EXTRACTED DATA Start Marker

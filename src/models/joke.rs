use chrono::{DateTime, Utc};
use serde::{Deserialize, Serialize};
use uuid::Uuid;

use crate::errors::{AppError, AppResult};
use crate::lifecycle::SoftDeletable;
use crate::models::category::Category;
use crate::models::vote::JokeScore;

pub const MAX_TITLE_LENGTH: usize = 96;

#[derive(Debug, Clone, PartialEq, Serialize, Deserialize)]
pub struct Joke {
    pub id: Uuid,
    /// Owner. Never changes after creation.
    pub user_id: Uuid,
    pub title: String,
    pub content: String,
    pub created_at: DateTime<Utc>,
    pub updated_at: DateTime<Utc>,
    pub deleted_at: Option<DateTime<Utc>>,
}

impl SoftDeletable for Joke {
    fn entity_type() -> &'static str { "joke" }
    fn id(&self) -> Uuid { self.id }
    fn deleted_at(&self) -> Option<DateTime<Utc>> { self.deleted_at }
    fn set_deleted_at(&mut self, at: Option<DateTime<Utc>>) { self.deleted_at = at; }
}

/// A joke with its live categories and vote summary.
#[derive(Debug, Clone, Serialize)]
pub struct JokeDetails {
    #[serde(flatten)]
    pub joke: Joke,
    pub categories: Vec<Category>,
    pub score: JokeScore,
}

#[derive(Debug, Clone, Deserialize)]
pub struct NewJoke {
    pub title: String,
    pub content: String,
    /// Category titles. Unknown titles are ignored; when none match, the
    /// placeholder category is attached instead.
    #[serde(default)]
    pub categories: Vec<String>,
}

impl NewJoke {
    pub fn new(title: impl Into<String>, content: impl Into<String>) -> Self {
        Self {
            title: title.into(),
            content: content.into(),
            categories: Vec::new(),
        }
    }

    pub fn in_categories<I, S>(mut self, titles: I) -> Self
    where
        I: IntoIterator<Item = S>,
        S: Into<String>,
    {
        self.categories = titles.into_iter().map(Into::into).collect();
        self
    }

    pub fn validate(&self) -> AppResult<()> {
        validate_title(&self.title)?;
        if self.content.trim().is_empty() {
            return Err(AppError::validation("joke content must not be empty"));
        }
        Ok(())
    }
}

#[derive(Debug, Clone, Default, Deserialize)]
pub struct JokeChanges {
    pub title: Option<String>,
    pub content: Option<String>,
}

impl JokeChanges {
    pub fn validate(&self) -> AppResult<()> {
        if let Some(title) = &self.title {
            validate_title(title)?;
        }
        if matches!(&self.content, Some(content) if content.trim().is_empty()) {
            return Err(AppError::validation("joke content must not be empty"));
        }
        Ok(())
    }
}

fn validate_title(title: &str) -> AppResult<()> {
    let length = title.trim().chars().count();
    if length == 0 {
        return Err(AppError::validation("joke title must not be empty"));
    }
    if length > MAX_TITLE_LENGTH {
        return Err(AppError::validation(format!(
            "joke title must be less than {} characters",
            MAX_TITLE_LENGTH
        )));
    }
    Ok(())
}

EXTRACTED DATA End Marker

• [ABOUT THIS TASK] In the lines above, find the word "crate" and copy every line it occurs in.

• [ANSWER TO THE EXERCISE]
use crate::errors::{AppError, AppResult};
use crate::lifecycle::SoftDeletable;
use crate::models::category::Category;
use crate::models::vote::JokeScore;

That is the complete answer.